-- Opening Marker --

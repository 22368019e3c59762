//! URL patterns used to exclude requests from caching.

use serde::{Deserialize, Serialize};
use url::Url;

/// How an exclusion rule compares its text with a request URL.
#[derive(Debug, Clone, Copy, PartialEq, Eq, Serialize, Deserialize)]
#[serde(rename_all = "lowercase")]
pub enum PatternType {
    /// The serialized URL equals the text.
    Exact,
    /// The serialized URL starts with the text.
    Prefix,
    /// The serialized URL ends with the text.
    Suffix,
    /// The text occurs anywhere in the serialized URL.
    Contains,
}

/// One exclusion rule, written in config as
/// `{ "type": "contains", "pattern": "tailwindcss" }`.
#[derive(Debug, Clone, PartialEq, Eq, Serialize, Deserialize)]
pub struct UrlPattern {
    #[serde(rename = "type")]
    pub pattern_type: PatternType,
    pub pattern: String,
}

impl UrlPattern {
    pub fn new(pattern_type: PatternType, pattern: impl Into<String>) -> Self {
        Self {
            pattern_type,
            pattern: pattern.into(),
        }
    }

    pub fn exact(url: &str) -> Self {
        Self::new(PatternType::Exact, url)
    }

    pub fn prefix(text: &str) -> Self {
        Self::new(PatternType::Prefix, text)
    }

    pub fn suffix(text: &str) -> Self {
        Self::new(PatternType::Suffix, text)
    }

    pub fn contains(text: &str) -> Self {
        Self::new(PatternType::Contains, text)
    }

    /// Compared against the full URL, query and fragment included.
    pub fn matches(&self, url: &Url) -> bool {
        let (url, text) = (url.as_str(), self.pattern.as_str());
        match self.pattern_type {
            PatternType::Exact => url == text,
            PatternType::Prefix => url.starts_with(text),
            PatternType::Suffix => url.ends_with(text),
            PatternType::Contains => url.contains(text),
        }
    }
}

/// First pattern in `patterns` that matches `url`.
pub fn first_match<'a>(patterns: &'a [UrlPattern], url: &Url) -> Option<&'a UrlPattern> {
    patterns.iter().find(|p| p.matches(url))
}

-- Closing Marker --

EXERCISE PROMPT: With the line holding "pub fn suffix(text: &str)" as the first and the line holding "and fragment included." as the last, please transcribe exactly the lines of the material above in that range and nothing else.

ANSWER TO THE EXERCISE:
    pub fn suffix(text: &str) -> Self {
        Self::new(PatternType::Suffix, text)
    }

    pub fn contains(text: &str) -> Self {
        Self::new(PatternType::Contains, text)
    }

    /// Compared against the full URL, query and fragment included.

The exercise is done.